We have made a comic. The comic is about The Sims Online. We considered doing a Two Towers comic, but I do not believe there will be a shortage of them. For my part, what's to say, really. It's fun to watch. The one word review is Yay.
Besides, The Sims Online has been on my mind a lot the last month or so. I do not know that there will ever be a more concentrated source of dramatics anywhere on the planet. It simply has to exist in a simulation, because if this threshold of rhapsodic hysteria were to occur at a single, physical point in real life it would retard the Earth's orbit, executing billions as we are cast into the sun.

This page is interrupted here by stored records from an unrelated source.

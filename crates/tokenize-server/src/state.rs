//! Application State

use std::sync::Arc;

use crate::config::ServerConfig;

/// Shared application state
#[derive(Clone)]
pub struct AppState {
    /// Immutable server settings
    pub config: Arc<ServerConfig>,
}

impl AppState {
    pub fn new(config: ServerConfig) -> Self {
        Self {
            config: Arc::new(config),
        }
    }
}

Aside from the very real "Is My Wife Cheating On Me With A Digital Man/Woman/Mongoose" issue that the game makes easier and more satisfying than ever, I mean, I really think this game is going to fuck people up. I don't think that's necessarily a bad thing. People like ourselves, the hardcore, for whom an active, electronic fantasy life has always been parallel to the real deal already know that what we do kicks ass. But the reason The Sims is such a commercial success is that it introduces mortals to our high realms, that's why it keeps selling. There are all these people in the world, I've seen them when I get groceries or watch the television, and the vast majority of them do not indulge themselves in our pastime. I am not sure they understand what they are getting into, in fact I can almost guarantee it. Add to that the fact that The Sims Online combines the most addictive thing imaginable - persistent worlds - with the other most addictive thing, this social angle, into some kind of hybrid super-crack that will seize you with a single puff. This son of a bitch is going to grip you anaconda style. That snake is not trying to hug you! It's going to open its whole mouth and eat you, hair and all, with the clothes still on.
Chris Trottier is quoted in that 60 Minutes thing Gabe mentioned in his post, saying something like "It feels like you're really kissing people" or whatever. He and I both agree that as dorks, there's some shit we should keep in the family. Her quote reveals something delicious and terrible that we all know about these experiences we have, and I'd feel better knowing that only gamers really understood it. But Gabe had no computer growing up, he had a Master system, or a Genesis, or his Turbo Grafx. If memory serves, none of those had attachments for meeting the ladies. He never had a Quantum Link, where a girl would tell you to meet her at a particular time, and you were totally there but she wasn't, and you sent her a vicious mail with words you reserved for the unique sort of serpent bitch she was, except it was just a time zone thing and you had both forgotten about how our world has different times in different places. Or how, on the SR Minerva BBS, you - and by you, I mean I - had a ridiculous handle like Pariah and you met a girl with an equally ridiculous handle like Pulchrity and you both loved words, and it turns out that she was the girl who dumped you in sixth grade, right there at the mall in front of everybody, and now four years out you were perfect for each other and she'd tell you things you thought would annihilate you.
So now you have all that stuff, combined with something akin to a game, and highly reactive avatars with a diverse menu of social and physical activities. It is a danger. I've been thinking about it a lot. When you can get viruses from other players, the illusion will be complete.